Referring to FIG. 8, the pitches included in the extended portion of the left speech unit are 
shrunk so as to fit in a predetermined interpolation region. Referring to FIG. 9, the pitches 
included in the extended portion of the right speech unit are expanded so as to fit in the 
predetermined interpolation region. 

[0032] The pitch track interpolation operation S18 is optional in the speech synthesis method 
according to the present invention. In operation S18, the pitch periods included in an 
interpolation region of each of left and right speech units are equi-proportionately interpolated. 
Referring to FIG. 10, the pitch periods included in an interpolation region of a left speech unit 
decrease at an equal rate in a direction from the left boundary of the interpolation region to the 
right boundary thereof. Also, the pitch periods included in an interpolation region of a right 
speech unit decrease at an equal rate in a direction from the left boundary of the interpolation 
region to the right boundary thereof. Moreover individual pairs of pitches of left and right unit in 
the interpolation region keep synchronism and individual pairs of pitch marks are keeping their 
alignment. 

[0033] In the speech unit superimposing operation S20, the left speech unit and the right 
speech unit are superimposed.
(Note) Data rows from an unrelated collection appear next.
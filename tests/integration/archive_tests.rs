//! Tar parsing, image indexing, and nearest-lookup integration tests.

use async_trait::async_trait;
use bytes::Bytes;

use cinemask::{
    archive::{
        extract_images_from_url, find_closest_image, parse_archive, process_records,
        ArchiveFetcher,
    },
    error::{ExtractError, FetchError},
};

use super::test_utils::{tar_archive, tar_header, BLOCK};

struct StaticFetcher(Bytes);

#[async_trait]
impl ArchiveFetcher for StaticFetcher {
    async fn fetch(&self, _url: &str) -> Result<Bytes, FetchError> {
        Ok(self.0.clone())
    }
}

struct FailingFetcher;

#[async_trait]
impl ArchiveFetcher for FailingFetcher {
    async fn fetch(&self, url: &str) -> Result<Bytes, FetchError> {
        Err(FetchError::Status {
            url: url.to_string(),
            status: 502,
        })
    }
}

// =============================================================================
// Tar Parsing
// =============================================================================

#[test]
fn test_single_entry_archive_parses_and_indexes() {
    // One regular file, 10 payload bytes, correct padding, terminating
    // zero blocks. The record survives parsing intact and its name
    // carries the (0, 3) grid position.
    let payload = b"0123456789";
    let archive = tar_archive(&[("a_0_3.jpg", payload.as_slice())]);

    let records = parse_archive(&archive);
    assert_eq!(records.len(), 1);
    assert_eq!(records[0].name, "a_0_3.jpg");
    assert_eq!(records[0].size, 10);
    assert_eq!(records[0].data.as_ref(), payload);

    let extracted = process_records(records);
    assert_eq!(extracted.len(), 1);
    assert_eq!(
        (extracted.images[0].frame, extracted.images[0].slice),
        (0, 3)
    );
}

#[test]
fn test_directory_entries_are_skipped() {
    let mut buf = Vec::new();
    buf.extend_from_slice(&tar_header("scans/", 0, b'5'));
    buf.extend_from_slice(&tar_header("scans/pat_0_0.png", 4, b'0'));
    buf.extend_from_slice(b"abcd");
    buf.extend(std::iter::repeat(0u8).take(BLOCK - 4));
    buf.extend_from_slice(&[0u8; BLOCK]);
    buf.extend_from_slice(&[0u8; BLOCK]);

    let records = parse_archive(&Bytes::from(buf));
    assert_eq!(records.len(), 1);
    assert_eq!(records[0].name, "scans/pat_0_0.png");
}

#[test]
fn test_parse_stops_at_zero_block() {
    let mut buf = tar_archive(&[("pat_0_0.png", b"aa".as_slice())]).to_vec();
    // Anything after the terminator is ignored.
    buf.extend_from_slice(&tar_header("pat_0_1.png", 2, b'0'));
    buf.extend_from_slice(b"bb");
    buf.extend(std::iter::repeat(0u8).take(BLOCK - 2));

    let records = parse_archive(&Bytes::from(buf));
    assert_eq!(records.len(), 1);
}

// =============================================================================
// End-to-End Extraction
// =============================================================================

#[tokio::test]
async fn test_extract_filters_sorts_and_resolves_handles() {
    let archive = tar_archive(&[
        ("pat_cine_1_0.png", b"frame1".as_slice()),
        ("manifest.json", b"{}".as_slice()),
        ("pat_cine_0_1.jpg", b"frame0b".as_slice()),
        ("pat_cine_0_0.jpeg", b"frame0a".as_slice()),
        ("pat_cine_oops.png", b"dropped".as_slice()),
    ]);
    let fetcher = StaticFetcher(archive);

    let extracted = extract_images_from_url(&fetcher, "http://backend/archive.tar")
        .await
        .unwrap();

    let grid: Vec<(u32, u32)> = extracted
        .images
        .iter()
        .map(|i| (i.frame, i.slice))
        .collect();
    assert_eq!(grid, vec![(0, 0), (0, 1), (1, 0)]);

    let first = &extracted.images[0];
    assert_eq!(extracted.data(first).unwrap().as_ref(), b"frame0a");
}

#[tokio::test]
async fn test_extract_fetch_failure_propagates() {
    let result = extract_images_from_url(&FailingFetcher, "http://backend/archive.tar").await;
    assert!(matches!(
        result,
        Err(ExtractError::Fetch(FetchError::Status { status: 502, .. }))
    ));
}

#[tokio::test]
async fn test_extract_zero_matches_is_success() {
    let archive = tar_archive(&[("report.pdf", b"pdf".as_slice())]);
    let fetcher = StaticFetcher(archive);

    let extracted = extract_images_from_url(&fetcher, "http://backend/archive.tar")
        .await
        .unwrap();
    assert!(extracted.is_empty());
}

#[tokio::test]
async fn test_dispose_all_releases_handles_idempotently() {
    let archive = tar_archive(&[("pat_cine_0_0.png", b"payload".as_slice())]);
    let fetcher = StaticFetcher(archive);

    let mut extracted = extract_images_from_url(&fetcher, "http://backend/archive.tar")
        .await
        .unwrap();
    let image = extracted.images[0].clone();
    assert!(extracted.data(&image).is_some());

    extracted.dispose_all();
    assert!(extracted.data(&image).is_none());

    extracted.dispose_all();
    assert!(extracted.data(&image).is_none());
}

// =============================================================================
// Nearest Lookup
// =============================================================================

#[tokio::test]
async fn test_closest_lookup_over_extracted_grid() {
    let archive = tar_archive(&[
        ("pat_cine_0_0.png", b"a".as_slice()),
        ("pat_cine_0_2.png", b"b".as_slice()),
        ("pat_cine_4_0.png", b"c".as_slice()),
        ("pat_cine_4_2.png", b"d".as_slice()),
    ]);
    let fetcher = StaticFetcher(archive);
    let extracted = extract_images_from_url(&fetcher, "http://backend/archive.tar")
        .await
        .unwrap();

    let exact = find_closest_image(&extracted.images, 4, 2).unwrap();
    assert_eq!((exact.frame, exact.slice), (4, 2));

    let near = find_closest_image(&extracted.images, 1, 2).unwrap();
    assert_eq!((near.frame, near.slice), (0, 2));
}

#[test]
fn test_closest_sparse_diagonal_has_no_answer() {
    // Images at (0,0) and (2,2) only: the nearest frame and nearest slice
    // are found independently, and no image exists at the derived pair.
    let records = parse_archive(&tar_archive(&[
        ("pat_cine_0_0.png", b"a".as_slice()),
        ("pat_cine_2_2.png", b"b".as_slice()),
    ]));
    let extracted = process_records(records);

    assert!(find_closest_image(&extracted.images, 1, 1).is_none());
}
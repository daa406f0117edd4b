//! Run-length mask decoding and encoding.
//!
//! # Encoding
//!
//! A mask is encoded as an ordered sequence of run lengths over the
//! row-major pixel raster. The value alternates strictly, starting with
//! background (0), then foreground (1):
//!
//! ```text
//! [3, 4, 2] over a 3x3 mask:
//!   3 cells of 0, 4 cells of 1, 2 cells of 0
//!   => 0 0 0
//!      1 1 1
//!      1 0 0
//! ```
//!
//! A mask that starts with foreground encodes a zero-length first run.
//! A well-formed sequence sums to exactly `width * height`; the lenient
//! decoder tolerates both under-run (trailing cells stay 0) and over-run
//! (excess silently dropped), matching the backend's tolerance for
//! partially-corrupt results. [`RunLengths::decode_strict`] rejects both.

use crate::error::RleError;

// =============================================================================
// RunLengths
// =============================================================================

/// An ordered sequence of run lengths, alternating background/foreground
/// starting with background.
#[derive(Debug, Clone, Default, PartialEq, Eq)]
pub struct RunLengths(pub Vec<u32>);

impl RunLengths {
    /// Wrap a raw run-length sequence.
    pub fn new(runs: Vec<u32>) -> Self {
        Self(runs)
    }

    /// Parse a run-length content string from a segmentation document.
    ///
    /// Accepts comma-separated non-negative integers, with an optional
    /// surrounding `[...]` so both raw and JSON-array-shaped payloads
    /// decode. Whitespace around tokens is tolerated. An empty string
    /// parses to an empty sequence.
    ///
    /// # Errors
    ///
    /// `RleError::InvalidRun` if any token is not a non-negative integer.
    pub fn parse(contents: &str) -> Result<Self, RleError> {
        let trimmed = contents.trim();
        let inner = trimmed
            .strip_prefix('[')
            .and_then(|s| s.strip_suffix(']'))
            .unwrap_or(trimmed);

        if inner.trim().is_empty() {
            return Ok(Self(Vec::new()));
        }

        let mut runs = Vec::new();
        for token in inner.split(',') {
            let token = token.trim();
            let run: u32 = token
                .parse()
                .map_err(|_| RleError::InvalidRun(token.to_string()))?;
            runs.push(run);
        }
        Ok(Self(runs))
    }

    /// Total number of cells covered by the sequence.
    pub fn total(&self) -> usize {
        self.0.iter().map(|&r| r as usize).sum()
    }

    /// Number of foreground cells (sum of odd-indexed runs).
    pub fn foreground_total(&self) -> usize {
        self.0
            .iter()
            .enumerate()
            .filter(|(i, _)| i % 2 == 1)
            .map(|(_, &r)| r as usize)
            .sum()
    }

    /// Decode into a dense binary mask, leniently.
    ///
    /// Writes runs of alternating 0/1 starting with 0 into a
    /// `width * height` buffer. If the runs sum to less than the buffer,
    /// trailing cells stay 0; if they sum to more, the excess is dropped.
    /// Never fails for any run sequence.
    pub fn decode(&self, width: u32, height: u32) -> BinaryMask {
        let capacity = (width as usize) * (height as usize);
        let mut data = vec![0u8; capacity];

        let mut cursor = 0usize;
        let mut background = true;
        for &run in &self.0 {
            if cursor >= capacity {
                break;
            }
            let end = (cursor + run as usize).min(capacity);
            if !background {
                for cell in &mut data[cursor..end] {
                    *cell = 1;
                }
            }
            cursor = end;
            background = !background;
        }

        BinaryMask {
            data,
            width,
            height,
        }
    }

    /// Decode with strict validation.
    ///
    /// # Errors
    ///
    /// - `RleError::InvalidDimensions` if either dimension is zero
    /// - `RleError::LengthMismatch` unless the runs sum to exactly
    ///   `width * height`
    pub fn decode_strict(&self, width: u32, height: u32) -> Result<BinaryMask, RleError> {
        if width == 0 || height == 0 {
            return Err(RleError::InvalidDimensions { width, height });
        }

        let expected = (width as usize) * (height as usize);
        let actual = self.total();
        if actual != expected {
            return Err(RleError::LengthMismatch { expected, actual });
        }

        Ok(self.decode(width, height))
    }
}

// =============================================================================
// BinaryMask
// =============================================================================

/// A dense binary pixel mask in row-major order.
///
/// Each cell is 0 (background) or 1 (foreground). The buffer is owned by
/// the caller; the codec holds no state between calls.
#[derive(Debug, Clone, PartialEq, Eq)]
pub struct BinaryMask {
    data: Vec<u8>,
    width: u32,
    height: u32,
}

impl BinaryMask {
    /// Build a mask from a raw buffer.
    ///
    /// Returns `None` if the buffer length does not equal `width * height`.
    /// Any non-zero cell is normalized to 1.
    pub fn from_raw(data: Vec<u8>, width: u32, height: u32) -> Option<Self> {
        if data.len() != (width as usize) * (height as usize) {
            return None;
        }
        let data = data.into_iter().map(|v| u8::from(v != 0)).collect();
        Some(Self {
            data,
            width,
            height,
        })
    }

    /// Mask width in pixels.
    pub fn width(&self) -> u32 {
        self.width
    }

    /// Mask height in pixels.
    pub fn height(&self) -> u32 {
        self.height
    }

    /// The raw cell buffer, row-major, each element 0 or 1.
    pub fn data(&self) -> &[u8] {
        &self.data
    }

    /// Number of cells (`width * height`).
    pub fn len(&self) -> usize {
        self.data.len()
    }

    /// Whether the mask has zero cells.
    pub fn is_empty(&self) -> bool {
        self.data.is_empty()
    }

    /// Number of foreground cells.
    pub fn foreground_count(&self) -> usize {
        self.data.iter().filter(|&&v| v != 0).count()
    }

    /// Re-encode into run lengths.
    ///
    /// Produces the canonical alternating form: the first run counts
    /// leading background cells and is zero when the mask starts with
    /// foreground; no other run is zero-length. `encode` then `decode`
    /// reproduces the mask bit-for-bit.
    pub fn encode(&self) -> RunLengths {
        let mut runs = Vec::new();
        let mut current = 0u8;
        let mut count = 0u32;

        for &cell in &self.data {
            if cell == current {
                count += 1;
            } else {
                runs.push(count);
                current = cell;
                count = 1;
            }
        }
        if count > 0 || runs.is_empty() {
            runs.push(count);
        }

        RunLengths(runs)
    }
}

// =============================================================================
// Tests
// =============================================================================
The speech unit superimposing can be performed by a fading- 
in/out operation. FIG. 11 shows a waveform in which a predetermined interpolation region of a 
left speech unit fades out and a waveform in which a predetermined interpolation region of a 
right speech unit fades in. FIG. 12 shows waveforms in which the left and right speech units of 
FIG. 11 are superimposed. As for comparison, FIG. 13 shows waveforms in which phonemes 
are concatenated without undergoing a smoothing process. As shown in FIG. 13, a rapid 
waveform change occurs at a concatenation boundary between the left and right speech units. 
In this case, a coarse and discontinued voice is produced. On the other hand, FIG. 12 shows a 
smooth concatenation of the left and right speech units without a rapid waveform change. 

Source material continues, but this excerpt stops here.